# A few new pics ;)



## Jony N Me (Sep 20, 2012)

Here's a few new pics of my Homegirl Jony 

The second Pic makes me crack up every time i see it! HAHA !!!!! she looks like a Chicken there LOL!


----------



## meaggiedear (Nov 20, 2011)

what a cutie!


----------



## Oni (Feb 20, 2012)

Very pretty and like the 3rd pic of both of you x


----------



## Jony N Me (Sep 20, 2012)

Thank yoiu Meaggie and Oni! Much appreciated


----------



## Clair (Jul 31, 2012)

Awww, cute baby bird! 

LOL - I was hoping I'd recognize you, what with us being practically neighbors and all.


----------



## Jony N Me (Sep 20, 2012)

haha I know right!? we are close to eachother. 
Speaking of....Did you hear about the Bird Mart they are having at the Pomona fair grounds on Nov 25th? I hear its really cool and great prices. I think me and my kids are gonna check it out. 
http://www.everybodysbirdmart.com/


----------



## Clair (Jul 31, 2012)

Thanks for the heads-up. If I'm not working, I just might go.


----------



## BoogsWifey (Oct 1, 2012)

Awww!
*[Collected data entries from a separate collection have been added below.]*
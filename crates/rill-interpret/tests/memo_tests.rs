use pretty_assertions::assert_eq;
use rill_core::config::InterpreterOptions;
use rill_interpret::{Pipeline, Value};

const SQUARES: &str = r#"
fn square(x) { log("squaring", x); x * x }
square(4)
square(4)
square(5)
"#;

#[test]
fn pure_calls_are_evaluated_once_per_argument() {
    let outcome = Pipeline::new()
        .with_options(InterpreterOptions::default().with_memoize(true))
        .run(SQUARES);
    assert!(outcome.is_ok(), "{}", outcome.report());
    assert_eq!(outcome.results, vec![Value::Int(16), Value::Int(16), Value::Int(25)]);
    assert_eq!(outcome.evaluations_of("square"), 2);
    assert_eq!(outcome.memo_hits, 1);
    assert_eq!(outcome.log, vec!["squaring 4", "squaring 5"]);
}

#[test]
fn disabling_memoization_reevaluates() {
    let outcome = Pipeline::new()
        .with_options(InterpreterOptions::default().with_memoize(false))
        .run(SQUARES);
    assert!(outcome.is_ok(), "{}", outcome.report());
    assert_eq!(outcome.evaluations_of("square"), 3);
    assert_eq!(outcome.memo_hits, 0);
    assert_eq!(outcome.log.len(), 3);
}

#[test]
fn recursive_pure_function_is_linear() {
    let outcome = Pipeline::new()
        .with_options(InterpreterOptions::default().with_memoize(true))
        .run("fn fib(n) = if n < 2 { n } else { fib(n - 1) + fib(n - 2) };\nfib(30)\n");
    assert!(outcome.is_ok(), "{}", outcome.report());
    assert_eq!(outcome.results, vec![Value::Int(832040)]);
    assert_eq!(outcome.evaluations_of("fib"), 31);
}

#[test]
fn effectful_functions_are_not_cached() {
    let outcome = Pipeline::new()
        .with_options(InterpreterOptions::default().with_memoize(true))
        .run(
            r#"
            fn fetch(q) = ask(q);
            fn shout(s) = upper(s);
            fetch("a");
            fetch("a");
            shout("a")
            shout("a")
            "#,
        );
    assert_eq!(outcome.evaluations_of("fetch"), 2);
    assert_eq!(outcome.evaluations_of("shout"), 1);
    assert_eq!(
        outcome.results.last(),
        Some(&Value::string("A"))
    );
}

#[test]
fn function_arguments_bypass_the_cache() {
    let outcome = Pipeline::new()
        .with_options(InterpreterOptions::default().with_memoize(true))
        .run(
            r#"
            fn apply(f, x) = f(x);
            apply(|x| x + 1, 1)
            apply(|x| x + 1, 1)
            "#,
        );
    assert!(outcome.is_ok(), "{}", outcome.report());
    assert_eq!(outcome.results, vec![Value::Int(2), Value::Int(2)]);
    assert_eq!(outcome.evaluations_of("apply"), 2);
}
Both you ladies are beautiful! Great pics!


----------



## elsbells (Oct 6, 2012)

She's so sweet


----------



## Jony N Me (Sep 20, 2012)

No prob Clair, if you go shoot me a message and let me know 
aww thanks Boogs and elsbells!


----------



## thistle (Sep 21, 2012)

She is beautiful.


----------



## moonchild (Jul 29, 2012)

Jony is so sweet-looking! I love the chicken pic too.


----------



## lperry82 (Aug 2, 2010)

Jony is adorable


----------



## Jony N Me (Sep 20, 2012)

thank you all!


----------



## Hels (Oct 31, 2012)

Aw she's beautiful 


Hels

Sent from my iPad using Tapatalk


----------



## Jony N Me (Sep 20, 2012)

Thanks hels! . Shes a really good bird. 
She's thinned out a tad since that pic but she's always been a little full figured haha


----------



## MeanneyFids (Aug 24, 2010)

shes adorable


----------



## Jony N Me (Sep 20, 2012)

Thank you


----------



## Clair (Jul 31, 2012)

Jony N Me said:


> haha I know right!? we are close to eachother.
> Speaking of....Did you hear about the Bird Mart they are having at the Pomona fair grounds on Nov 25th? I hear its really cool and great prices. I think me and my kids are gonna check it out.
> http://www.everybodysbirdmart.com/


I work that day.


----------



## rashid100 (Oct 3, 2012)

Oh I love the second pic  Looks kinda like a pigeon! LOL!


----------



## Jony N Me (Sep 20, 2012)

@ Clair... You do?! Awe bummmmer! . Well I will keep u posted on how it is, I think it's a couple times a year. If its really good and worth it ill tell ya, maybe u can check it out next time it's in town  

Lol rashid! She does look like a pigeon there!! ( that's my fav pic of her because it makes me giggle when I look at it )! The camera adds a few grams to jony that's for sure ha! She doesn't really weigh a lot or anything she's just shapely I guess. A "marylin Monroe" shaped bird heehee


----------



## joaniekay21 (Nov 5, 2012)

3rd pic is really great with both of you!


----------



## Jony N Me (Sep 20, 2012)

Thanks Joanie!


----------



## Nicci_ (Aug 28, 2012)

What a beautiful coloured birdy. Adorable!!


----------



## Jony N Me (Sep 20, 2012)

Thank you nicci . Happy Tuesday everyone !


----------



## bjknight93 (Nov 13, 2011)

What a cutie!


----------



## Korvia (Aug 3, 2012)

aww she is such a cutie!


----------



## SunnyNShandy (May 24, 2012)

Super cute birdie and love the pic of you two together!


----------



## nassrah (Feb 27, 2012)

Your pics are so cute!X x


----------



## Astro Boy :) (Oct 5, 2012)

Ahhh Jony Is a Real pretty bird!!


----------



## JaimeS (Nov 28, 2011)

Aww, so adorable!


----------